Resumable Transfers: Failed uploads do not require restarting from scratch. Only the affected parts need re-uploading, reducing wasted bandwidth and time.
Lower Memory Footprint: Since parts are processed individually, client applications do not need to load the entire file into memory, making it feasible for memory-constrained environments.
Optimized Retry Logic: Network issues or timeouts impact only individual parts rather than the entire transfer, simplifying error handling.

Implementing Multipart Uploads in Code

Below is an example of implementing a Multipart Upload in Python using AWS SDK Boto3. This enables efficient uploading of large video files by splitting them into parts:

code

import boto3
from boto3.s3.transfer import TransferConfig

s3_client = boto3.client('s3')
bucket_name = 'your-bucket'
file_path = 'large_video.mp4'
object_key = 'videos/large_video.mp4'

# Configure multipart thresholds (5 MiB part size)
config = TransferConfig(multipart_threshold=5 * 1024 * 1024, multipart_chunksize=5 * 1024 * 1024)

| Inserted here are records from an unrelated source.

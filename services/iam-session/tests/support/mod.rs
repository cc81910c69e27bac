//! 测试支撑：内存仓储与假协作者

#![allow(dead_code)]

use std::collections::HashMap;
use std::sync::{Arc, Mutex};

use async_trait::async_trait;
use chrono::{DateTime, Utc};
use emporia_auth_core::TokenCodec;
use emporia_common::{AccountId, Clock};
use emporia_errors::{AppError, AppResult};

use iam_session::domain::account::Account;
use iam_session::domain::refresh_token::RefreshToken;
use iam_session::domain::repositories::{AccountRepository, RefreshTokenRepository};
use iam_session::domain::services::{
    AuthService, CaptchaVerifier, EmailNotifier, RefreshTokenLedger, TotpService,
};
use iam_session::domain::value_objects::Email;

pub const TEST_SECRET: &str = "integration-test-secret-0123456789";
pub const ACCESS_TTL_MS: i64 = 900_000;
pub const REFRESH_TTL_MS: i64 = 604_800_000;
pub const MAX_FAILED_ATTEMPTS: i32 = 5;

// ============================================================
// 时钟
// ============================================================

pub struct FixedClock(Mutex<DateTime<Utc>>);

impl FixedClock {
    pub fn new(at: DateTime<Utc>) -> Self {
        Self(Mutex::new(at))
    }

    pub fn set(&self, at: DateTime<Utc>) {
        *self.0.lock().unwrap() = at;
    }

    pub fn advance(&self, by: chrono::Duration) {
        let mut guard = self.0.lock().unwrap();
        *guard += by;
    }
}

impl Clock for FixedClock {
    fn now(&self) -> DateTime<Utc> {
        *self.0.lock().unwrap()
    }
}

// ============================================================
// 内存仓储
// ============================================================

#[derive(Default)]
pub struct InMemoryAccountRepository {
    accounts: Mutex<HashMap<AccountId, Account>>,
}

impl InMemoryAccountRepository {
    pub fn get(&self, id: &AccountId) -> Option<Account> {
        self.accounts.lock().unwrap().get(id).cloned()
    }
}

#[async_trait]
impl AccountRepository for InMemoryAccountRepository {
    async fn find_by_id(&self, id: &AccountId) -> AppResult<Option<Account>> {
        Ok(self.accounts.lock().unwrap().get(id).cloned())
    }

    async fn find_by_email(&self, email: &Email) -> AppResult<Option<Account>> {
        Ok(self
            .accounts
            .lock()
            .unwrap()
            .values()
            .find(|a| &a.email == email)
            .cloned())
    }

    async fn exists_by_email(&self, email: &Email) -> AppResult<bool> {
        Ok(self
            .accounts
            .lock()
            .unwrap()
            .values()
            .any(|a| &a.email == email))
    }

    async fn save(&self, account: &Account) -> AppResult<()> {
        self.accounts
            .lock()
            .unwrap()
            .insert(account.id, account.clone());
        Ok(())
    }

    async fn update(&self, account: &Account) -> AppResult<()> {
        self.accounts
            .lock()
            .unwrap()
            .insert(account.id, account.clone());
        Ok(())
    }

    async fn increment_failed_attempts(&self, id: &AccountId) -> AppResult<i32> {
        let mut accounts = self.accounts.lock().unwrap();
        let account = accounts
            .get_mut(id)
            .ok_or_else(|| AppError::not_found("Account not found"))?;
        account.failed_login_attempts += 1;
        Ok(account.failed_login_attempts)
    }

    async fn reset_failed_attempts(&self, id: &AccountId) -> AppResult<()> {
        if let Some(account) = self.accounts.lock().unwrap().get_mut(id) {
            account.failed_login_attempts = 0;
        }
        Ok(())
    }

    async fn lock(&self, id: &AccountId) -> AppResult<()> {
        if let Some(account) = self.accounts.lock().unwrap().get_mut(id) {
            if !account.locked {
                account.locked = true;
                account.lock_time = Some(Utc::now());
            }
        }
        Ok(())
    }
}

#[derive(Default)]
pub struct InMemoryRefreshTokenRepository {
    tokens: Mutex<HashMap<String, RefreshToken>>,
}

impl InMemoryRefreshTokenRepository {
    pub fn get(&self, token: &str) -> Option<RefreshToken> {
        self.tokens.lock().unwrap().get(token).cloned()
    }

    pub fn active_count_for(&self, account_id: &AccountId) -> usize {
        self.tokens
            .lock()
            .unwrap()
            .values()
            .filter(|t| &t.account_id == account_id && !t.revoked)
            .count()
    }

    pub fn total_count(&self) -> usize {
        self.tokens.lock().unwrap().len()
    }
}

#[async_trait]
impl RefreshTokenRepository for InMemoryRefreshTokenRepository {
    async fn find_by_token(&self, token: &str) -> AppResult<Option<RefreshToken>> {
        Ok(self.tokens.lock().unwrap().get(token).cloned())
    }

    async fn save(&self, token: &RefreshToken) -> AppResult<()> {
        self.tokens
            .lock()
            .unwrap()
            .insert(token.token.clone(), token.clone());
        Ok(())
    }

    async fn revoke(&self, token: &str) -> AppResult<bool> {
        let mut tokens = self.tokens.lock().unwrap();
        match tokens.get_mut(token) {
            Some(record) if !record.revoked => {
                record.revoked = true;
                Ok(true)
            }
            _ => Ok(false),
        }
    }

    async fn mark_replaced(&self, token: &str, replaced_by: &str) -> AppResult<()> {
        if let Some(record) = self.tokens.lock().unwrap().get_mut(token) {
            record.replaced_by = Some(replaced_by.to_string());
        }
        Ok(())
    }

    async fn revoke_all_for_account(&self, account_id: &AccountId) -> AppResult<u64> {
        let mut revoked = 0;
        for record in self.tokens.lock().unwrap().values_mut() {
            if &record.account_id == account_id && !record.revoked {
                record.revoked = true;
                revoked += 1;
            }
        }
        Ok(revoked)
    }

    async fn delete_dead(&self, now: DateTime<Utc>) -> AppResult<u64> {
        let mut tokens = self.tokens.lock().unwrap();
        let before = tokens.len();
        tokens.retain(|_, t| !t.revoked && t.expires_at >= now);
        Ok((before - tokens.len()) as u64)
    }
}

// ============================================================
// 假协作者
// ============================================================

pub struct AcceptAllCaptcha;

#[async_trait]
impl CaptchaVerifier for AcceptAllCaptcha {
    async fn verify(&self, _token: &str) -> AppResult<bool> {
        Ok(true)
    }
}

pub struct RejectAllCaptcha;

#[async_trait]
impl CaptchaVerifier for RejectAllCaptcha {
    async fn verify(&self, _token: &str) -> AppResult<bool> {
        Ok(false)
    }
}

/// 记录发信并在内存里管理重置令牌
#[derive(Default)]
pub struct RecordingNotifier {
    pub verification_emails: Mutex<Vec<String>>,
    pub reset_emails: Mutex<Vec<String>>,
    reset_tokens: Mutex<HashMap<String, AccountId>>,
}

impl RecordingNotifier {
    pub fn last_reset_token(&self) -> Option<String> {
        self.reset_tokens.lock().unwrap().keys().next().cloned()
    }
}

#[async_trait]
impl EmailNotifier for RecordingNotifier {
    async fn send_verification_email(
        &self,
        _account_id: &AccountId,
        email: &str,
    ) -> AppResult<()> {
        self.verification_emails
            .lock()
            .unwrap()
            .push(email.to_string());
        Ok(())
    }

    async fn send_password_reset_email(
        &self,
        account_id: &AccountId,
        email: &str,
    ) -> AppResult<()> {
        let token = format!("reset-{}", uuid::Uuid::new_v4());
        self.reset_tokens
            .lock()
            .unwrap()
            .insert(token, *account_id);
        self.reset_emails.lock().unwrap().push(email.to_string());
        Ok(())
    }

    async fn verify_password_reset_token(&self, token: &str) -> AppResult<AccountId> {
        self.reset_tokens
            .lock()
            .unwrap()
            .remove(token)
            .ok_or_else(|| AppError::validation("Invalid password reset token"))
    }
}

// ============================================================
// 装配
// ============================================================

pub struct Harness {
    pub accounts: Arc<InMemoryAccountRepository>,
    pub tokens: Arc<InMemoryRefreshTokenRepository>,
    pub notifier: Arc<RecordingNotifier>,
    pub clock: Arc<FixedClock>,
    pub codec: Arc<TokenCodec>,
    pub totp: Arc<TotpService>,
    pub ledger: Arc<RefreshTokenLedger>,
    pub auth: AuthService,
}

impl Harness {
    pub fn new() -> Self {
        Self::with_codec(TokenCodec::new(TEST_SECRET, ACCESS_TTL_MS, REFRESH_TTL_MS))
    }

    pub fn with_codec(codec: TokenCodec) -> Self {
        let accounts = Arc::new(InMemoryAccountRepository::default());
        let tokens = Arc::new(InMemoryRefreshTokenRepository::default());
        let notifier = Arc::new(RecordingNotifier::default());
        let clock = Arc::new(FixedClock::new(Utc::now()));
        let codec = Arc::new(codec);
        let totp = Arc::new(TotpService::new("Emporia".to_string()));

        let ledger = Arc::new(RefreshTokenLedger::new(
            tokens.clone(),
            accounts.clone(),
            codec.clone(),
            clock.clone(),
        ));

        let auth = AuthService::new(
            accounts.clone(),
            ledger.clone(),
            codec.clone(),
            totp.clone(),
            Arc::new(AcceptAllCaptcha),
            notifier.clone(),
            clock.clone(),
            MAX_FAILED_ATTEMPTS,
        );

        Self {
            accounts,
            tokens,
            notifier,
            clock,
            codec,
            totp,
            ledger,
            auth,
        }
    }

    /// 换一个人机验证实现，其余组件共用
    pub fn auth_with_captcha(&self, captcha: Arc<dyn CaptchaVerifier>) -> AuthService {
        AuthService::new(
            self.accounts.clone(),
            self.ledger.clone(),
            self.codec.clone(),
            self.totp.clone(),
            captcha,
            self.notifier.clone(),
            self.clock.clone(),
            MAX_FAILED_ATTEMPTS,
        )
    }
}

# Initiate multipart upload
response = s3_client.create_multipart_upload(Bucket=bucket_name, Key=object_key)
upload_id = response['UploadId']

# Upload parts
parts = []
with open(file_path, 'rb') as file:
part_number = 1
while True:
chunk = file.read(5 * 1024 * 1024) # 5 MiB chunk
if not chunk:
break
response = s3_client.upload_part(
Bucket=bucket_name,
Key=object_key,
PartNumber=part_number,
UploadId=upload_id,
Body=chunk
)
parts.append({'PartNumber': part_number, 'ETag': response['ETag']})
part_number += 1

# Complete the upload
s3_client.complete_multipart_upload(
Bucket=bucket_name,
Key=object_key,
UploadId=upload_id,
MultipartUpload={'Parts': parts}
)

Leveraging Parallel Uploads for Maximum Throughput

While the basic multipart upload process works sequentially, parallelizing part uploads can drastically reduce transfer times for large video files. Below are two approaches to achieve this:

Threaded Uploads with Boto3

The concurrent.futures.ThreadPoolExecutor enables concurrent execution of upload_part calls. File chunks are distributed across threads, reducing the overall upload time.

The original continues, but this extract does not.